LESIONS OF THE DEEP DIGITAL FLEXOR TENDON IN THE TARSAL AND PROXIMAL METATARSAL REGIONS Primary deep digital flexor tendonitis in the tarsal or proximal metatarsal regions is an unusual cause of hindlimb lameness (see Chapter 76). Lesions in the proximal metatarsal region have been identified in young Thoroughbreds in race training, with lameness associated with mild swelling in the proximal plantar metatarsal region. Lameness was improved transiently by intraarticular analgesia of the tarsometatarsal joint in two horses, presumably because of local diffusion of local anesthetic solution.3 Subtarsal analgesia of the plantar and plantar metatarsal nerves alleviated lameness in one horse. Ultrasonographic examination revealed enlargement of the DDFT in the proximal metatarsal region, poor definition of the margins, and diffuse hypoechogenic areas within the tendon. Rest for 3 months resulted in resolution of lameness, and the prognosis is favorable for return to racing. Primary lesions of the DDFT in the tarsal region have been identified only in skeletally mature horses and are comparatively rare. Lameness is sudden in onset and moderate in degree. Mild distention of the tarsal sheath may occur, but localizing signs may be absent. Lameness is improved by perineural analgesia of the tibial and fibular nerves, but it is unaffected by intraarticular analgesia of the hock joints. Diagnosis relies on ultrasonographic examination. The DDFT may be examined from the plantaromedial aspect of the hock within the tarsal sheath. The DDFT is a large oval structure with well-defined margins. The dorsolateral aspect of the tendon may appear slightly less echogenic than the remainder of the tendon due to structural adaptation, and care should be taken not to misinterpret this as a lesion (Figure 70-7). Careful comparison with the contralateral limb is essential. Abnormalities include enlargement of the tendon, poor demarcation of the borders, and hypoechogenic areas. Lesions may also be identified by tenoscopic examination of the tarsal sheath (see Chapters 24 and 76). Lesions of the DDFT also have been identified in association with bony lesions of the sustentaculum tali of the

Fig. 70-7  •  Transverse ultrasonographic image of the plantaromedial aspect of the distal tarsal region of a normal horse. Medial is to the left.  Note the relatively hypoechogenic area dorsolaterally (arrows), a normal finding.

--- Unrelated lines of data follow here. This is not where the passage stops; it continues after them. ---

use {
    crate::common::{bounded_generics, get_crate_name, type_name, Field, SerializeArgs, Variant},
    darling::{
        ast::{Data, Fields, Style},
        FromDeriveInput, Result,
    },
    proc_macro2::TokenStream,
    quote::quote,
    syn::{DeriveInput, Path},
};

/// Label of the variant tag in a data-carrying enum.
const TAG_LABEL: &str = "tag";

fn impl_struct(crate_name: &Path, fields: &Fields<Field>) -> TokenStream {
    let members = fields
        .iter()
        .enumerate()
        .filter(|(_, field)| !field.skip)
        .map(|(i, field)| {
            let member = field.member(i);
            let label = field.label(i);
            quote! {
                #crate_name::Serialize::serialize(&mut self.#member, channel, #label)?;
            }
        });

    quote! {
        #crate_name::schema::serialize_class(
            channel,
            <Self as #crate_name::Serialize>::type_name(),
            label,
            |channel| {
                #(#members)*
                Ok(())
            },
        )
    }
}

fn destructure(variant: &Variant) -> TokenStream {
    let ident = &variant.ident;
    let bindings = variant
        .fields
        .iter()
        .enumerate()
        .map(|(i, field)| field.binding(i));
    match variant.fields.style {
        Style::Struct => {
            let names = variant.fields.iter().map(|field| &field.ident);
            quote!(Self::#ident { #(#names: #bindings),* })
        }
        Style::Tuple => quote!(Self::#ident(#(#bindings),*)),
        Style::Unit => quote!(Self::#ident),
    }
}

fn default_variant(variant: &Variant) -> TokenStream {
    let ident = &variant.ident;
    let defaults = variant
        .fields
        .iter()
        .map(|_| quote!(::core::default::Default::default()));
    match variant.fields.style {
        Style::Struct => {
            let names = variant.fields.iter().map(|field| &field.ident);
            quote!(Self::#ident { #(#names: #defaults),* })
        }
        Style::Tuple => quote!(Self::#ident(#(#defaults),*)),
        Style::Unit => quote!(Self::#ident),
    }
}

/// Enums without fields travel as a bare `i32` tag, the variant's position.
fn impl_unit_enum(crate_name: &Path, variants: &[Variant]) -> TokenStream {
    let tags = variants.iter().enumerate().map(|(i, variant)| {
        let ident = &variant.ident;
        let tag = i as i32;
        quote!(Self::#ident => #tag)
    });
    let rebuild = variants.iter().enumerate().map(|(i, variant)| {
        let ident = &variant.ident;
        let tag = i as i32;
        quote!(#tag => Self::#ident)
    });

    quote! {
        let mut tag: i32 = match *self {
            #(#tags,)*
        };
        #crate_name::schema::serialize_primitives(channel, ::core::slice::from_mut(&mut tag), label)?;
        *self = match tag {
            #(#rebuild,)*
            _ => return Err(#crate_name::error::invalid_tag_encoding(i64::from(tag))),
        };
        Ok(())
    }
}

/// Enums with fields are framed: the `tag`, then the variant's fields.
///
/// Reading a tag for a different variant than the current one replaces the
/// value with that variant built from defaults before its fields are read.
fn impl_data_enum(crate_name: &Path, variants: &[Variant]) -> TokenStream {
    let tags = variants.iter().enumerate().map(|(i, variant)| {
        let ident = &variant.ident;
        let tag = i as i32;
        quote!(Self::#ident { .. } => #tag)
    });
    let rebuild = variants.iter().enumerate().map(|(i, variant)| {
        let ident = &variant.ident;
        let tag = i as i32;
        let fresh = default_variant(variant);
        quote! {
            #tag => if !::core::matches!(self, Self::#ident { .. }) {
                *self = #fresh;
            }
        }
    });
    let bodies = variants.iter().map(|variant| {
        let pattern = destructure(variant);
        let members = variant
            .fields
            .iter()
            .enumerate()
            .map(|(i, field)| {
                let binding = field.binding(i);
                if field.skip {
                    return quote!(let _ = #binding;);
                }
                let label = field.label(i);
                quote!(#crate_name::Serialize::serialize(#binding, channel, #label)?;)
            });
        quote!(#pattern => { #(#members)* })
    });

    quote! {
        #crate_name::schema::serialize_class(
            channel,
            <Self as #crate_name::Serialize>::type_name(),
            label,
            |channel| {
                let mut tag: i32 = match self {
                    #(#tags,)*
                };
                #crate_name::Serialize::serialize(&mut tag, channel, #TAG_LABEL)?;
                match tag {
                    #(#rebuild)*
                    _ => return Err(#crate_name::error::invalid_tag_encoding(i64::from(tag))),
                }
                match self {
                    #(#bodies)*
                }
                Ok(())
            },
        )
    }
}

pub(crate) fn generate(input: DeriveInput) -> Result<TokenStream> {
    let args = SerializeArgs::from_derive_input(&input)?;
    let crate_name = get_crate_name(&args);
    let ident = &args.ident;
    let type_name = type_name(&args);

    let (category, body, bound) = match &args.data {
        Data::Struct(fields) => (
            quote!(Composite),
            impl_struct(&crate_name, fields),
            quote!(#crate_name::Serialize),
        ),
        Data::Enum(variants) if variants.iter().all(|v| v.fields.is_empty()) => (
            quote!(Primitive),
            impl_unit_enum(&crate_name, variants),
            quote!(#crate_name::Serialize),
        ),
        Data::Enum(variants) => (
            quote!(Composite),
            impl_data_enum(&crate_name, variants),
            quote!(#crate_name::Serialize + ::core::default::Default),
        ),
    };

    let generics = bounded_generics(&args.generics, bound);
    let (impl_generics, ty_generics, where_clause) = generics.split_for_impl();

    Ok(quote! {
        impl #impl_generics #crate_name::Serialize for #ident #ty_generics #where_clause {
            const CATEGORY: #crate_name::Category = #crate_name::Category::#category;

            #[inline]
            fn type_name() -> &'static str {
                #type_name
            }

            fn serialize<__C: #crate_name::channel::Channel + ?::core::marker::Sized>(
                &mut self,
                channel: &mut __C,
                label: &str,
            ) -> #crate_name::Result<()> {
                #body
            }
        }
    })
}
//! Send a small graph with a shared node over a socket pair and show the
//! human-readable and JSON renderings of the same value.
use {
    graphwire::{
        channel::{BinaryChannel, Direction},
        recv_object, send_object,
        stream::{BufferedStream, FdTransport},
        to_json, to_readable, Serialize,
    },
    std::{os::unix::net::UnixStream, rc::Rc},
};

#[derive(Serialize, Debug, Default, Clone, PartialEq)]
struct Node {
    id: u32,
    name: String,
    tags: Vec<String>,
    parent: Option<Rc<Node>>,
}

fn main() -> graphwire::Result<()> {
    let root = Rc::new(Node {
        id: 7,
        name: "abc".into(),
        tags: vec!["x".into(), "y".into()],
        parent: None,
    });
    let mut children: Vec<Node> = (1..=3)
        .map(|id| Node {
            id,
            name: format!("child-{id}"),
            parent: Some(root.clone()),
            ..Default::default()
        })
        .collect();

    print!("{}", to_readable(&mut children)?);
    print!("{}", to_json(&mut children)?);

    let (left, right) = UnixStream::pair().map_err(|e| graphwire::error::transport_fault("pair", e))?;
    let mut writer = BufferedStream::new(FdTransport::new(left)?);
    let mut reader = BufferedStream::new(FdTransport::new(right)?);

    send_object(&mut BinaryChannel::new(&mut writer, Direction::Out), &mut children)?;
    println!("sent {} bytes", writer.bytes_written());

    let mut received: Vec<Node> = Vec::new();
    recv_object(&mut BinaryChannel::new(&mut reader, Direction::In), &mut received)?;
    let shared = received
        .windows(2)
        .all(|pair| match (&pair[0].parent, &pair[1].parent) {
            (Some(a), Some(b)) => Rc::ptr_eq(a, b),
            _ => false,
        });
    println!("received {} nodes, parent shared: {shared}", received.len());
    Ok(())
}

fibular tarsal bone (calcaneus) and ectopic mineralization within the tarsal sheath.19 These horses may have fibrillation of the DDFT and adhesion formation. These lesions generally are seen with obvious distention of the tarsal sheath and long-term lameness and probably occur secondary to primary pathological conditions of the bone. The sustentaculum tali should be evaluated radiologically using plantarolateral-dorsomedial oblique and flexed dorsoplantar images. The prognosis for athletic performance is poor with conservative or surgical management. Dorsomedial luxation of the DDFT secondary to congenital malformation of the sustentaculum tali has been recognized in young Saddlebred horses and occasionally in Thoroughbreds.3,20 Clinically the plantar aspect of the tarsal region appears broader than normal, with tarsus valgus. Lameness may not be obvious. Diagnosis is based on radiological examination: the sustentaculum tali appears flattened in a dorsoplantar (flexed) image.21 This may result in a mechanical lameness. Surgical treatment has been attempted, but the horse did not race.22 Congenital medial displacement of both the DDFT and SDFT in a hindlimb has also been seen, with a secondary valgus deformation of the metatarsal region and distal physeal trauma of the third metatarsal bone.23

INFECTION OF THE DEEP DIGITAL FLEXOR TENDON Infection of the DDFT is discussed in Chapter 37 (see page 423).